=== BRIEF ===
Would you output the entries below only from the line containing "fn section(writer: &mut" through the line containing "if total > shown", exactly as they stand and with both ends included?

=== LISTED ENTRIES ===
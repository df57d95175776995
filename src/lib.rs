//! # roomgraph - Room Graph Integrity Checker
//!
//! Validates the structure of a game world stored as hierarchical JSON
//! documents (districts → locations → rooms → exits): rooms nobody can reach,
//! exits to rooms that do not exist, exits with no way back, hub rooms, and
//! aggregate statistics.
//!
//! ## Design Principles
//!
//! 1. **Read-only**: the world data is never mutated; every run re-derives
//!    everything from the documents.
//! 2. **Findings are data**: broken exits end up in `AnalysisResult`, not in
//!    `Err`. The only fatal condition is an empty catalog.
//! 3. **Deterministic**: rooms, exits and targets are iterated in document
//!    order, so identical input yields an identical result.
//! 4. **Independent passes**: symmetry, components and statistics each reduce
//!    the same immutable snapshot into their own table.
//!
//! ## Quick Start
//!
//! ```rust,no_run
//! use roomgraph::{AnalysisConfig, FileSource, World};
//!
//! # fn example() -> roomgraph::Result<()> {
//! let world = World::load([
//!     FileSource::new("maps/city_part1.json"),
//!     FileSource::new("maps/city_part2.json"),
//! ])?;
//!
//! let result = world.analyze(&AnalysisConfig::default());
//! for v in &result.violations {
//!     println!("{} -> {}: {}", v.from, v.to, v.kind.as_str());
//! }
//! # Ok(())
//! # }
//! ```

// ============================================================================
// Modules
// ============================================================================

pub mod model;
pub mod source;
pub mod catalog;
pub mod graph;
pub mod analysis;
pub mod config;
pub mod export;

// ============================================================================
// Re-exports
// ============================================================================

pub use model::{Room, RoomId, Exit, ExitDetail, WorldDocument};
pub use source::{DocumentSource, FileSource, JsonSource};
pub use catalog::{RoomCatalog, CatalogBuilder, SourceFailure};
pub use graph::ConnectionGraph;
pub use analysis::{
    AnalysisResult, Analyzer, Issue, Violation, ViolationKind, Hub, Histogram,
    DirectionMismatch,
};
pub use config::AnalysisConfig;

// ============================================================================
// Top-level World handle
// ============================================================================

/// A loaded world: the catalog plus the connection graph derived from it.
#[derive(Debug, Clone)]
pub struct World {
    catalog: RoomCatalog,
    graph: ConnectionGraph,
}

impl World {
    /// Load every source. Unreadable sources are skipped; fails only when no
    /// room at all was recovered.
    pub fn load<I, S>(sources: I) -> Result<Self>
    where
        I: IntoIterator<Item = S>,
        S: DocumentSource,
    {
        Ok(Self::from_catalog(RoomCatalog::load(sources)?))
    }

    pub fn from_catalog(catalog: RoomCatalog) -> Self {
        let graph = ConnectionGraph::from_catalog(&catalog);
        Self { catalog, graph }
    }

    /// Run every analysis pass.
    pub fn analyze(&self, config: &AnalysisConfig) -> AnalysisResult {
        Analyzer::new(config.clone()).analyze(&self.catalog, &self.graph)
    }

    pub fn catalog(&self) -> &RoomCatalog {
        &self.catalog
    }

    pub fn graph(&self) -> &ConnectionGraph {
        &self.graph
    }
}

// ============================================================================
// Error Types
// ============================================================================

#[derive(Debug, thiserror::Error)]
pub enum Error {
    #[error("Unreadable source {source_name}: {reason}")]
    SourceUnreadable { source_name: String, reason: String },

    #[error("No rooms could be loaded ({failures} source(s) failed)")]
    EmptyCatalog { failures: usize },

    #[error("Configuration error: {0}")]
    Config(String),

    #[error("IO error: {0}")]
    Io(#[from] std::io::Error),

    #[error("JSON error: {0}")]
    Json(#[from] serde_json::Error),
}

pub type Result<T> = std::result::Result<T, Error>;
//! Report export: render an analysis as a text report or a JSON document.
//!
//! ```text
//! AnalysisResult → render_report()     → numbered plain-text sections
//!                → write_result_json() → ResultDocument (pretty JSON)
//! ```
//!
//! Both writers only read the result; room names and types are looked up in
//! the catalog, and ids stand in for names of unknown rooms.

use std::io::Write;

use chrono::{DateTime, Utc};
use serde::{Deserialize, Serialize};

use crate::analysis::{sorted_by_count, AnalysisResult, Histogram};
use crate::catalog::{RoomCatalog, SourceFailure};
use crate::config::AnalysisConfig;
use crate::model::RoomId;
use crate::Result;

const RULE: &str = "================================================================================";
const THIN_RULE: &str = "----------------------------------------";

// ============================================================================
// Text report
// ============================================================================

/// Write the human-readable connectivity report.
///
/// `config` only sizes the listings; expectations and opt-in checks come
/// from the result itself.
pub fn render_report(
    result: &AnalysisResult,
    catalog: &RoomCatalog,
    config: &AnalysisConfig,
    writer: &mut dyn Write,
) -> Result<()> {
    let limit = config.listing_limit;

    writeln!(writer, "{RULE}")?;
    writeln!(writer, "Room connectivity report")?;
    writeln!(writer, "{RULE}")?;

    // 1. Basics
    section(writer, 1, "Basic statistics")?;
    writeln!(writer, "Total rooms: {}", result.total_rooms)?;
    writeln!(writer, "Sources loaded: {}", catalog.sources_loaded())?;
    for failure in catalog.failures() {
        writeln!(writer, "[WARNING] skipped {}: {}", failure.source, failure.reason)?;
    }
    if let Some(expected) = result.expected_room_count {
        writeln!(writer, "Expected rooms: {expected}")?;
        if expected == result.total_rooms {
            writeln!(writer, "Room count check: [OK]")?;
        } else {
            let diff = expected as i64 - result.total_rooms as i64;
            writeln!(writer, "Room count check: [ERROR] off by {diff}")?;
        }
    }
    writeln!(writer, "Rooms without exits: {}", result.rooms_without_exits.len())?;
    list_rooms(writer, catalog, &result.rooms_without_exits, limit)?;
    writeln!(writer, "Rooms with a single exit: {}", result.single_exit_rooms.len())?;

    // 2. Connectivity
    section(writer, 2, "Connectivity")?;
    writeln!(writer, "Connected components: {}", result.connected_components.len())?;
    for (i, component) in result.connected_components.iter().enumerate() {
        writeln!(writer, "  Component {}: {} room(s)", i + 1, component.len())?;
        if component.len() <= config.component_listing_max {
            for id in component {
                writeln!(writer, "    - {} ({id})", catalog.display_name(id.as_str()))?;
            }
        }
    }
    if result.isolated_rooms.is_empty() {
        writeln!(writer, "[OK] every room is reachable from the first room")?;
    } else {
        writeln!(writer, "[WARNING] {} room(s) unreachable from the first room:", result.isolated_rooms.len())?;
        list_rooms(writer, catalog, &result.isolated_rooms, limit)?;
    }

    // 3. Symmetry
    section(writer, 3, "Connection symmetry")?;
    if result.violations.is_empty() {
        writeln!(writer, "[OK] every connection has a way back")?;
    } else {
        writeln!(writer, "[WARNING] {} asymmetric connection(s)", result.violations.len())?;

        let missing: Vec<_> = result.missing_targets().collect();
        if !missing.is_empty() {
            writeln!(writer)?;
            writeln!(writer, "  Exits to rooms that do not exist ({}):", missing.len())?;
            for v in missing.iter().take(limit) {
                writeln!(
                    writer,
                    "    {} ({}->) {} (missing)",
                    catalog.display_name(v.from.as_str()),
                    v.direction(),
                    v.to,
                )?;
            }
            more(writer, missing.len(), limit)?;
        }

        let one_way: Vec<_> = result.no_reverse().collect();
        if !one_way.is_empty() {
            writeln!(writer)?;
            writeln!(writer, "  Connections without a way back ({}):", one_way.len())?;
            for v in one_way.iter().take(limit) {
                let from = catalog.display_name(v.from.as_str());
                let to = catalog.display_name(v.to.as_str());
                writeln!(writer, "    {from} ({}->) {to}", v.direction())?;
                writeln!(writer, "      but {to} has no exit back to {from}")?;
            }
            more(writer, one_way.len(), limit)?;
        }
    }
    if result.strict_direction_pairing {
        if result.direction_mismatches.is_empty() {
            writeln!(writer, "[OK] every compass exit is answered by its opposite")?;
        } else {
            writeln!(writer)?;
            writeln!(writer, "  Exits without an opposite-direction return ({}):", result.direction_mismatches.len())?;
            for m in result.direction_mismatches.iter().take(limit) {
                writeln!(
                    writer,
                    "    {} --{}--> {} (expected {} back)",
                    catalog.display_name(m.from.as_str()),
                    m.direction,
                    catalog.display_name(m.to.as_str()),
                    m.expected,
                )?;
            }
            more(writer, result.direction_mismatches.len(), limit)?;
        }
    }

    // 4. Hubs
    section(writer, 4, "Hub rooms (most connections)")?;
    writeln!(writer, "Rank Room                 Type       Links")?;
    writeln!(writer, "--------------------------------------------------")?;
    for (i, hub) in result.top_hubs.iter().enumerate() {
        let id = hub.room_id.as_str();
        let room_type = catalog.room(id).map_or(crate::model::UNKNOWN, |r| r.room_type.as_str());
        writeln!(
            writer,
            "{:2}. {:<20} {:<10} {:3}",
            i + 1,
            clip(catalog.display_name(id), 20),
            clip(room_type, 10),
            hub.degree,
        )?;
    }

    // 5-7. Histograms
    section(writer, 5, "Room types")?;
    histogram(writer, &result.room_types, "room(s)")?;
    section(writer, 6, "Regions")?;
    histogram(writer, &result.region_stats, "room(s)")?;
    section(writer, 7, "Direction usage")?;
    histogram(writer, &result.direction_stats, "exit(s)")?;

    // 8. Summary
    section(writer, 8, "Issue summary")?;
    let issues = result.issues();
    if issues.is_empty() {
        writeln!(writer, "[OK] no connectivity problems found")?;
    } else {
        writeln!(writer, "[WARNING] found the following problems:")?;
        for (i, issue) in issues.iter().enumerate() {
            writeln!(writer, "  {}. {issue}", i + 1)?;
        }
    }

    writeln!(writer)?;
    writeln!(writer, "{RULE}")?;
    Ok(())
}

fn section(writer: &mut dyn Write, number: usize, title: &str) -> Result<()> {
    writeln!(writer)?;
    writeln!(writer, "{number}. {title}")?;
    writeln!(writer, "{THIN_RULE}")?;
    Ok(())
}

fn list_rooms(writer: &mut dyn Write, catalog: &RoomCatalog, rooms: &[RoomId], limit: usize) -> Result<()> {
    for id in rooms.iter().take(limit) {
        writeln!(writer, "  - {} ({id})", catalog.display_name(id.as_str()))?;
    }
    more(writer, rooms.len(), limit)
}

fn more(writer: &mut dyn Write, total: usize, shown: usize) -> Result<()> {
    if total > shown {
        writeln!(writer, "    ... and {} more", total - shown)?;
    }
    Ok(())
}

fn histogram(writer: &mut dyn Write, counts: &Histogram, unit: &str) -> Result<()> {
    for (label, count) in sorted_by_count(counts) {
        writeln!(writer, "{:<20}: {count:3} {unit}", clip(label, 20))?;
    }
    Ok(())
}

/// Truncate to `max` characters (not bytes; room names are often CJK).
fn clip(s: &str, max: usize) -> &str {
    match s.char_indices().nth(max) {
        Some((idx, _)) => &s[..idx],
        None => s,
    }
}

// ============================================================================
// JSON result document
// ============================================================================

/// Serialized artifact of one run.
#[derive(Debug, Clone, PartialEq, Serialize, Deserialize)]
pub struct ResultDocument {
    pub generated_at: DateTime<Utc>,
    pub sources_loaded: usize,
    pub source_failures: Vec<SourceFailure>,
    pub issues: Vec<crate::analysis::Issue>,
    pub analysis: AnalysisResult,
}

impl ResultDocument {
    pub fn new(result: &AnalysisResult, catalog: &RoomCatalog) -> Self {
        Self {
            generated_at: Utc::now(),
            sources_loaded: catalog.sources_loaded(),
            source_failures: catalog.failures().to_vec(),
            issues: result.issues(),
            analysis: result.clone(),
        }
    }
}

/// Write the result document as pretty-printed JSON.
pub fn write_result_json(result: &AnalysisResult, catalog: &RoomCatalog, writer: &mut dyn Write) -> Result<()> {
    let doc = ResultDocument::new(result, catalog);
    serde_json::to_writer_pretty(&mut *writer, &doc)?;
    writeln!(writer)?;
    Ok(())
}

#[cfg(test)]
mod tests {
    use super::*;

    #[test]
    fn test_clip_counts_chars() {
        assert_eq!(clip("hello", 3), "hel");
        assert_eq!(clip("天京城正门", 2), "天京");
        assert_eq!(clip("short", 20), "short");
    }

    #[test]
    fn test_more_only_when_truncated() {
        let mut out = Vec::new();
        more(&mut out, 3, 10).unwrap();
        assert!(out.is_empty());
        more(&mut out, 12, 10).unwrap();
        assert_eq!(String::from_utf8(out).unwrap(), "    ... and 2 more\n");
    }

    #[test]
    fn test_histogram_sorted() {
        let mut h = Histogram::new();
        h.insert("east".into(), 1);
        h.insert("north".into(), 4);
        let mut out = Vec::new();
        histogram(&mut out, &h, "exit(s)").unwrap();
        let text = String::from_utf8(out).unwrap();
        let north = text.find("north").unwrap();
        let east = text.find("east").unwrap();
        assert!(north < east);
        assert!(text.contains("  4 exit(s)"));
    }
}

=== ANSWER ===
fn section(writer: &mut dyn Write, number: usize, title: &str) -> Result<()> {
    writeln!(writer)?;
    writeln!(writer, "{number}. {title}")?;
    writeln!(writer, "{THIN_RULE}")?;
    Ok(())
}

fn list_rooms(writer: &mut dyn Write, catalog: &RoomCatalog, rooms: &[RoomId], limit: usize) -> Result<()> {
    for id in rooms.iter().take(limit) {
        writeln!(writer, "  - {} ({id})", catalog.display_name(id.as_str()))?;
    }
    more(writer, rooms.len(), limit)
}

fn more(writer: &mut dyn Write, total: usize, shown: usize) -> Result<()> {
    if total > shown {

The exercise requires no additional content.